> YOUR TASK
Spot each line in the records below where the word "crate" occurs, then copy it.

> EXERCISE INPUTS
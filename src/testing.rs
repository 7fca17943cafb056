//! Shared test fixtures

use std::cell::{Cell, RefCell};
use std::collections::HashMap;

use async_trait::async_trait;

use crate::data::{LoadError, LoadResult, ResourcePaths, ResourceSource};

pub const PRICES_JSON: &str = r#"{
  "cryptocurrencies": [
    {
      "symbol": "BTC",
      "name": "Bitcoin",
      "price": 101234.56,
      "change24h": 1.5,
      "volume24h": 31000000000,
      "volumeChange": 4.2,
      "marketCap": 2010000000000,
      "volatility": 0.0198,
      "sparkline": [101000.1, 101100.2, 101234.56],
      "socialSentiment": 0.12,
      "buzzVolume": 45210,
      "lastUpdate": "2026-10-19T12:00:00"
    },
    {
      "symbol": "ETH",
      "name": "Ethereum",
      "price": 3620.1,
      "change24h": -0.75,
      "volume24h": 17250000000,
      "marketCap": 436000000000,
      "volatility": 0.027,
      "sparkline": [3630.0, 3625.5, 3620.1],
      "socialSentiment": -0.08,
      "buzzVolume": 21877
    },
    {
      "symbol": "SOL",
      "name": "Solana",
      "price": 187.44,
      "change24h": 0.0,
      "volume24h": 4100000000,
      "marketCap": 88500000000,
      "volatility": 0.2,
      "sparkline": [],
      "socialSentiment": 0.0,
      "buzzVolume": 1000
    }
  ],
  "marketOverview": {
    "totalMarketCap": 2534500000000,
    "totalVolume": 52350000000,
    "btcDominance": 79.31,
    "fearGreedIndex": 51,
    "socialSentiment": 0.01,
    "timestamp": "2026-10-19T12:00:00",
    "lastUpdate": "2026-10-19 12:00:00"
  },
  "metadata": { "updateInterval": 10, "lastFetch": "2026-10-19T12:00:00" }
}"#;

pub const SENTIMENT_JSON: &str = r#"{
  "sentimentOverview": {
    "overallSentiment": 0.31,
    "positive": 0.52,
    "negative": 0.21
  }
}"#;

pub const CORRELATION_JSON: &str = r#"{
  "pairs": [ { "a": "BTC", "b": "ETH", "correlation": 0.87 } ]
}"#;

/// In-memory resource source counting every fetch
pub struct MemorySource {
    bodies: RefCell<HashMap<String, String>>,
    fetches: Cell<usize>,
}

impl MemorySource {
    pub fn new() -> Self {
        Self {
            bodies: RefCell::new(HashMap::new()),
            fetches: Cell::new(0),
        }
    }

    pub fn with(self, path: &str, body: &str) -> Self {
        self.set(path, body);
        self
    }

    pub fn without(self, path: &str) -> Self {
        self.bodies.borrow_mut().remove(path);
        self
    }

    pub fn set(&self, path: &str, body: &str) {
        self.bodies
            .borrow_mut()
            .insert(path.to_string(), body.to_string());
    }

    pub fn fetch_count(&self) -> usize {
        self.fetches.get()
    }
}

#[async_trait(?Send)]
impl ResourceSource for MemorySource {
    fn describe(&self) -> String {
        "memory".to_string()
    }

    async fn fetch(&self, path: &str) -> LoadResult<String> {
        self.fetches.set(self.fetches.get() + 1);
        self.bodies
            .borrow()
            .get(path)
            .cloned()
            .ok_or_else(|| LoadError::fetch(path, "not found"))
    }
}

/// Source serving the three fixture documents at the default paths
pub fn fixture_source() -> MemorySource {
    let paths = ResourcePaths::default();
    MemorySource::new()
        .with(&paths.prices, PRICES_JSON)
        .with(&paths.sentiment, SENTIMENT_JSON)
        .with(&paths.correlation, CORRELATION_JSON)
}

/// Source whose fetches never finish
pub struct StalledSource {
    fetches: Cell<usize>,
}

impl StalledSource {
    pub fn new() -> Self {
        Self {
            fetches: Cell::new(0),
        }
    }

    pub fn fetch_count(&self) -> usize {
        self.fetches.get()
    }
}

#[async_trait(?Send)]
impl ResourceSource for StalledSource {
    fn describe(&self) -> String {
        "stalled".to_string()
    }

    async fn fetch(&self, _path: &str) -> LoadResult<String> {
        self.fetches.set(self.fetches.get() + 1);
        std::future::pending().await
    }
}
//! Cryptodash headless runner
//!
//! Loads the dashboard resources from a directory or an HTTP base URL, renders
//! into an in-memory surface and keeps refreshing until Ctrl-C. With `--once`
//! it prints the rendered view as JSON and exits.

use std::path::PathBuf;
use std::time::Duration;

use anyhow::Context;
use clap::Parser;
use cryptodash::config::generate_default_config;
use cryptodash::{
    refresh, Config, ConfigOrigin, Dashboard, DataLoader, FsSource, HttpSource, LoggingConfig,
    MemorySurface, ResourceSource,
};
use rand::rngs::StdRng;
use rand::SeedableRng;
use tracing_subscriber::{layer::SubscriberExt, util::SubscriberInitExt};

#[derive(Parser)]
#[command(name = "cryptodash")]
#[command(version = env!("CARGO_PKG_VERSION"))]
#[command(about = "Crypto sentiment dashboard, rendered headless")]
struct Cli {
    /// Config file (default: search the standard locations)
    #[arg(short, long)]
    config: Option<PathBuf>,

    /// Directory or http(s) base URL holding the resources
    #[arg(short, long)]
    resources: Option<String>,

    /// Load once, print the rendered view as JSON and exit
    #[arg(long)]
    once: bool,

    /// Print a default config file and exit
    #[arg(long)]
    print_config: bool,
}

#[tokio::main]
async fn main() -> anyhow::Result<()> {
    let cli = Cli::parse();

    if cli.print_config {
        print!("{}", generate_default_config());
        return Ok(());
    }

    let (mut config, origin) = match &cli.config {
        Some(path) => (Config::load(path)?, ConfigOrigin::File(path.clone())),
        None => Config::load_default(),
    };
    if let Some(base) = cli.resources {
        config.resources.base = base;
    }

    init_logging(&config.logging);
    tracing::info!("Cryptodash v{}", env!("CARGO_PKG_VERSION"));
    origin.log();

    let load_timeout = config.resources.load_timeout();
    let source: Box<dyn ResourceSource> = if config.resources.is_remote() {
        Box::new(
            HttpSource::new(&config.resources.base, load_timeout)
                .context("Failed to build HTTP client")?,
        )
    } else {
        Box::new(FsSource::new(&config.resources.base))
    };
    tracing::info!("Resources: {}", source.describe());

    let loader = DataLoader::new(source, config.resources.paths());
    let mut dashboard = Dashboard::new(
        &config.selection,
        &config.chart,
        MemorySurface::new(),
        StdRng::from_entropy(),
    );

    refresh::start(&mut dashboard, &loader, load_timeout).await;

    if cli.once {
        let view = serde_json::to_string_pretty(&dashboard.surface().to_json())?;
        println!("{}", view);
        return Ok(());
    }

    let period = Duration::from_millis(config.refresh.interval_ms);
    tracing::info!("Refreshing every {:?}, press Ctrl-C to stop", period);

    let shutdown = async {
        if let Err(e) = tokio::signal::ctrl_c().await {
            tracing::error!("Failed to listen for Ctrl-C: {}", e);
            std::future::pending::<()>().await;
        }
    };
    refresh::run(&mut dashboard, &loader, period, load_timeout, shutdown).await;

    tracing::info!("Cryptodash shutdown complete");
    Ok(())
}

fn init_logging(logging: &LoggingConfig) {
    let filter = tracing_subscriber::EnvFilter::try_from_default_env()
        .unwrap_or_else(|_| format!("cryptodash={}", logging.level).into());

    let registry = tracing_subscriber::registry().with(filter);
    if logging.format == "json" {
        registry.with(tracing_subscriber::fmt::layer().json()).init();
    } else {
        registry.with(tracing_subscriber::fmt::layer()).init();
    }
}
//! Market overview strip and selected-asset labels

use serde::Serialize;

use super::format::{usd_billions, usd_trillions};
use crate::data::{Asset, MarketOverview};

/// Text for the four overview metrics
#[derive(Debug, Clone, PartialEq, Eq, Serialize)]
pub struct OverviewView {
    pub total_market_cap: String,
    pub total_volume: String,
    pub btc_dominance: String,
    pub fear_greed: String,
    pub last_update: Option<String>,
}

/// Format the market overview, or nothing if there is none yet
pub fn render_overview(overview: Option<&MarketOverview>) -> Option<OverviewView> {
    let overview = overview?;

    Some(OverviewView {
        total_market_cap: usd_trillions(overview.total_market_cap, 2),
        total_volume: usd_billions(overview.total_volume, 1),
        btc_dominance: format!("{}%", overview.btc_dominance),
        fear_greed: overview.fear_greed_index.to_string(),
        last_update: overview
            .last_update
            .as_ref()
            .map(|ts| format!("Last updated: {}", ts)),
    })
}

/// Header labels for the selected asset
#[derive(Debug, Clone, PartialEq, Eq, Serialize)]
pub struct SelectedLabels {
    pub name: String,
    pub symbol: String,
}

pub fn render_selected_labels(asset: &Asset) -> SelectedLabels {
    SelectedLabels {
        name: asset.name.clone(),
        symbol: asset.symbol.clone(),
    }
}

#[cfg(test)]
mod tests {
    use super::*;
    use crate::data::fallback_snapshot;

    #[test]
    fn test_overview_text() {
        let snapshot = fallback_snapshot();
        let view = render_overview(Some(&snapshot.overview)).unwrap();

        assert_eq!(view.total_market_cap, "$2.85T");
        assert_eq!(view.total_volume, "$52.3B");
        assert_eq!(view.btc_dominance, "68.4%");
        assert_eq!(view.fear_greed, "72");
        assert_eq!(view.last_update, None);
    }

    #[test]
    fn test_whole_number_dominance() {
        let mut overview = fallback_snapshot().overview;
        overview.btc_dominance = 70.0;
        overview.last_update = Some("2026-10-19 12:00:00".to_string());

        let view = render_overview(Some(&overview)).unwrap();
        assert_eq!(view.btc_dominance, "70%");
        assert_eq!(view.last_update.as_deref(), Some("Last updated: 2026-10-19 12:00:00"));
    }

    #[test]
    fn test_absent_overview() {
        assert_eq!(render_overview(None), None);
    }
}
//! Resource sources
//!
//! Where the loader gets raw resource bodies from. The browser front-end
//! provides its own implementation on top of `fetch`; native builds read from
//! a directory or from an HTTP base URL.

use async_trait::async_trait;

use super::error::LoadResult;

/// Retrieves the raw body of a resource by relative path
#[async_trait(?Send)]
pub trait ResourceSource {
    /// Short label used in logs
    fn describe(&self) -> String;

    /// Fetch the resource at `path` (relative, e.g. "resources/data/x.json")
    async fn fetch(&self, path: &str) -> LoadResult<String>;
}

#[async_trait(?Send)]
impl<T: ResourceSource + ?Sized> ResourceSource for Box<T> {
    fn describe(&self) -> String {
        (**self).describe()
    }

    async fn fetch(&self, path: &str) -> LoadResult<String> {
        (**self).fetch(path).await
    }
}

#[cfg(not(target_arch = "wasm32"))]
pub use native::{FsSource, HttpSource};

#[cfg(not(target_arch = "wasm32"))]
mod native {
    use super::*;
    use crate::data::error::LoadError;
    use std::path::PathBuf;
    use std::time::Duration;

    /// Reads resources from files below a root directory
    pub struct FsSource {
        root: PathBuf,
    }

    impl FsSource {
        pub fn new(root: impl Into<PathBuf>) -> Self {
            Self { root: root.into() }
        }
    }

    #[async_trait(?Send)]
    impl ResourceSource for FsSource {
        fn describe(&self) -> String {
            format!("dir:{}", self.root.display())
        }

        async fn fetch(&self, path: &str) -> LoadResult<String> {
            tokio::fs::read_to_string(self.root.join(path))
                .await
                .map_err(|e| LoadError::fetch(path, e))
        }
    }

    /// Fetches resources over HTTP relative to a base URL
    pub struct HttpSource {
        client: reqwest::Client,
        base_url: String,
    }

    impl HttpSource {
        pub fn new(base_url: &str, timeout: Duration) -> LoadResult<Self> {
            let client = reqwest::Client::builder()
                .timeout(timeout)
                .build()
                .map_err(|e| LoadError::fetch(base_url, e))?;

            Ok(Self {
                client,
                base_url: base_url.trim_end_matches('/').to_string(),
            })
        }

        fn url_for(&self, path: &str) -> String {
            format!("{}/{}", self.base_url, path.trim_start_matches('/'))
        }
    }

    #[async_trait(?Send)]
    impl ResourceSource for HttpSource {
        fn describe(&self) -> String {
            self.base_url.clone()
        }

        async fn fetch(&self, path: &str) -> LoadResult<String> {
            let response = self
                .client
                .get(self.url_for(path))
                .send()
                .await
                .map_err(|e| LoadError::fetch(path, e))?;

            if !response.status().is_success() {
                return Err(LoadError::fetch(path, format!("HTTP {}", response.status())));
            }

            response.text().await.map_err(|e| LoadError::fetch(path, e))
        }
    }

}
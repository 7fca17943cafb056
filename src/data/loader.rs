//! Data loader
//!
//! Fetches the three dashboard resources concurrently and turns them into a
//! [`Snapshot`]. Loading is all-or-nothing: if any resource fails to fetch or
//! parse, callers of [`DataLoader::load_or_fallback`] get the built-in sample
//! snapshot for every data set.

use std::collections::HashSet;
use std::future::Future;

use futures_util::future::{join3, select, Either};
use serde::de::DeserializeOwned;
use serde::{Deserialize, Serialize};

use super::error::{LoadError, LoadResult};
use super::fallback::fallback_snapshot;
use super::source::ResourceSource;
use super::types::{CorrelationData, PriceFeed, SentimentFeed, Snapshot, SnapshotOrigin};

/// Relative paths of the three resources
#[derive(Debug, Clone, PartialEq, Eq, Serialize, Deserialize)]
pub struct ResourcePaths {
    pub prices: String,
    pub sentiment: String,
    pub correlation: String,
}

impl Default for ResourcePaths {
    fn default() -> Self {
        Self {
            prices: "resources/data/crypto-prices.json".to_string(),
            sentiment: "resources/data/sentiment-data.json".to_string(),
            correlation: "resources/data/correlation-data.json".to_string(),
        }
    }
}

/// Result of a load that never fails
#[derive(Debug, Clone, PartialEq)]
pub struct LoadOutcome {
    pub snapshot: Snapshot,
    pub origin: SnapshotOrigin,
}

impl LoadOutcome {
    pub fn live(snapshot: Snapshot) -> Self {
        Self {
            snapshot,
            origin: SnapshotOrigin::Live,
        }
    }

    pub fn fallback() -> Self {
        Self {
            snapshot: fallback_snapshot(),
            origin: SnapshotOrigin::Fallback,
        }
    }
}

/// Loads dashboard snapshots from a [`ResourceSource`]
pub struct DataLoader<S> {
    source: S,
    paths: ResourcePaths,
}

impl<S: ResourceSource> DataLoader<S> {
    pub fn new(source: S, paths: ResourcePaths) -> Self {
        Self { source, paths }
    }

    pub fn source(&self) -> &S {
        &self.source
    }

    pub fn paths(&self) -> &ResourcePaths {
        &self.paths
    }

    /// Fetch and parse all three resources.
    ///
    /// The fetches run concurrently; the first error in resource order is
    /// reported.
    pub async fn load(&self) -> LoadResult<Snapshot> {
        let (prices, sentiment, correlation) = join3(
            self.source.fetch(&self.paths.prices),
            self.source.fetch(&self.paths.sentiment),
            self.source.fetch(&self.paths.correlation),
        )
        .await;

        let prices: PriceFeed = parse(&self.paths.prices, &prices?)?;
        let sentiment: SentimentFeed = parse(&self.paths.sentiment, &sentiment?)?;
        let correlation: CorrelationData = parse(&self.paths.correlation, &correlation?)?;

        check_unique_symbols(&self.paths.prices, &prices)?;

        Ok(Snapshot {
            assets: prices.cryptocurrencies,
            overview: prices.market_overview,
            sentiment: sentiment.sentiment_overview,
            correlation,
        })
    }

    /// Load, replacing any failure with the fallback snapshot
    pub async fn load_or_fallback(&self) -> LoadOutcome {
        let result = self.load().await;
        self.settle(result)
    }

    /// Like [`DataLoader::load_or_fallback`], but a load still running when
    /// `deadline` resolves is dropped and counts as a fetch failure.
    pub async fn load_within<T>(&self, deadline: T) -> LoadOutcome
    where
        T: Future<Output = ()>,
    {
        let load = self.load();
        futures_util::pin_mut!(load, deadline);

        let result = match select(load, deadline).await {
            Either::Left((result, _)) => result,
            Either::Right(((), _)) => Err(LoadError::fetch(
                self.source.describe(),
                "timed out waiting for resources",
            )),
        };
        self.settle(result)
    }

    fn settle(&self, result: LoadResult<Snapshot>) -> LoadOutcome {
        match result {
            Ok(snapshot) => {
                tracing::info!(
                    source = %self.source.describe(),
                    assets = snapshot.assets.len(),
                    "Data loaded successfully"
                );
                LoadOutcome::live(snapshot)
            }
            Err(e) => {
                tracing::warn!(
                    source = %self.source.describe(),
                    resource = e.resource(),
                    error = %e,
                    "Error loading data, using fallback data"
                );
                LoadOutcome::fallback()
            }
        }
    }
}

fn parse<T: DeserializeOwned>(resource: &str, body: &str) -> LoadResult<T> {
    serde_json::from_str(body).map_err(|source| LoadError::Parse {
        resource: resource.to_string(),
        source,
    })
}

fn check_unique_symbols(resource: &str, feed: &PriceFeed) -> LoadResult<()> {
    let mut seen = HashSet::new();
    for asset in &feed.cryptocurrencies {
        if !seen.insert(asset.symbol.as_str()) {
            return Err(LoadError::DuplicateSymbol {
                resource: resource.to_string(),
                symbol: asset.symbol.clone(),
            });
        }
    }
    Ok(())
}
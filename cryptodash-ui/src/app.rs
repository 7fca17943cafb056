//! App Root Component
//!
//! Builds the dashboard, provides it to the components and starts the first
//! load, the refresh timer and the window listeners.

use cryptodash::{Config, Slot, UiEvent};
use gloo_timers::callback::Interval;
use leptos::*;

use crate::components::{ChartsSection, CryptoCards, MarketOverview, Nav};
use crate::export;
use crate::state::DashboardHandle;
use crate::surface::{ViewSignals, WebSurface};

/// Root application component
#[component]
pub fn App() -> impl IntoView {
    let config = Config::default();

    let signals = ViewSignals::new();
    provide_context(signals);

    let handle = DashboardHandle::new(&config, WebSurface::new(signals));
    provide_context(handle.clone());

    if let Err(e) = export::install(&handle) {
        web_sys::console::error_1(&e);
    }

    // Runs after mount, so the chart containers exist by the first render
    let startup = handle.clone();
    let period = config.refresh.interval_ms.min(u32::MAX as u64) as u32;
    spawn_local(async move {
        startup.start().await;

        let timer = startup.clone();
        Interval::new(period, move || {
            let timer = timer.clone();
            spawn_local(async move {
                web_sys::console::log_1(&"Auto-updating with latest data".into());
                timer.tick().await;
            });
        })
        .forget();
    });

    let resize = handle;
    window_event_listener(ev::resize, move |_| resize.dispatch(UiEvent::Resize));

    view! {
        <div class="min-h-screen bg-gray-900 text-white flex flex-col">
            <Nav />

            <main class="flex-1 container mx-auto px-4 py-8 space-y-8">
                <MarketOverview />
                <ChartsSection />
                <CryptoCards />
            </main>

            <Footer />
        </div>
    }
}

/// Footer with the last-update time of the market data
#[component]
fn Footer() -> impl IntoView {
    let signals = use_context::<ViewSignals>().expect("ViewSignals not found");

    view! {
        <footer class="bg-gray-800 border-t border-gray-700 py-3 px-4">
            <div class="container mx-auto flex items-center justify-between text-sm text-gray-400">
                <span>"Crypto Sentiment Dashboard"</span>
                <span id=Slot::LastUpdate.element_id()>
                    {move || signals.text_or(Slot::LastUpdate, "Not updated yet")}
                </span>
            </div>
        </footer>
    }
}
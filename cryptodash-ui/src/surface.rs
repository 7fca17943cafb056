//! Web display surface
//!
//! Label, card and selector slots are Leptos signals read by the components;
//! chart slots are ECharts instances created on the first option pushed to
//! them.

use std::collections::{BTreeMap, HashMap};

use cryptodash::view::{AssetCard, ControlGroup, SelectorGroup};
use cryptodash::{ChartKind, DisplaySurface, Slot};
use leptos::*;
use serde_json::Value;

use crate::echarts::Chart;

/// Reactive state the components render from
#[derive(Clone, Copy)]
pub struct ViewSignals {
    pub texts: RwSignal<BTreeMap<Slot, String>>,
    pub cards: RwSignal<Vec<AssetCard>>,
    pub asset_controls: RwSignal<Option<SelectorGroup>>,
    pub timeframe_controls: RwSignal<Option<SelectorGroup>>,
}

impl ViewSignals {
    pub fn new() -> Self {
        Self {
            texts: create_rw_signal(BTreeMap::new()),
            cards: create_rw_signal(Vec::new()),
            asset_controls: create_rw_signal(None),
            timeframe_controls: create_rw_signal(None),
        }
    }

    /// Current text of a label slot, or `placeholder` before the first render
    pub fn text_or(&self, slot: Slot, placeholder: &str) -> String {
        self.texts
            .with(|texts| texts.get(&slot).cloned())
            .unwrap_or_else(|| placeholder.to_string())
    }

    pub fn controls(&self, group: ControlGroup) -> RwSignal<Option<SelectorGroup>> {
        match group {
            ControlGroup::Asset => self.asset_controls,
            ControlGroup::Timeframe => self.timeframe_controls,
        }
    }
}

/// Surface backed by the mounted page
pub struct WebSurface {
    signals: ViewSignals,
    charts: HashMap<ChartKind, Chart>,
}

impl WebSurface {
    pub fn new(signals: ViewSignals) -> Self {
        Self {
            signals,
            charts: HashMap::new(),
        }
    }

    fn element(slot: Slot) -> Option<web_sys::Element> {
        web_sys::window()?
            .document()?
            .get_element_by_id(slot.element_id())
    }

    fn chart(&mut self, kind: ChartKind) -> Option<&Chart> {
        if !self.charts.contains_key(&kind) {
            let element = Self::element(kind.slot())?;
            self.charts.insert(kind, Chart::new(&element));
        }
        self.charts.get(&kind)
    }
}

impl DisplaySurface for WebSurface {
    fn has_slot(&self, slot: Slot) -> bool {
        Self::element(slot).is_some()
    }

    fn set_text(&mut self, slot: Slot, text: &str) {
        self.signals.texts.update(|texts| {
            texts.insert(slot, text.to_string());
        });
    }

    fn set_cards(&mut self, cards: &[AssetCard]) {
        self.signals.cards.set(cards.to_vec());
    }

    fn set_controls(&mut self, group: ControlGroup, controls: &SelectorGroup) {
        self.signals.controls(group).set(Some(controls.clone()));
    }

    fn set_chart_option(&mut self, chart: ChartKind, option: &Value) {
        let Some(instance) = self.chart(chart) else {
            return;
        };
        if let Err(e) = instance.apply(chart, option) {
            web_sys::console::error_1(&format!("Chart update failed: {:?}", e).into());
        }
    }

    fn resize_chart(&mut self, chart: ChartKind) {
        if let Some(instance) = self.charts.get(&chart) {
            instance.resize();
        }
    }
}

> RESPONSE AREA
use crate::data::{LoadError, LoadResult, ResourcePaths, ResourceSource};
use crate::data::{Asset, MarketOverview};
    use crate::data::fallback_snapshot;
    use crate::data::error::LoadError;
use crate::components::{ChartsSection, CryptoCards, MarketOverview, Nav};
use crate::export;
use crate::state::DashboardHandle;
use crate::surface::{ViewSignals, WebSurface};
use crate::echarts::Chart;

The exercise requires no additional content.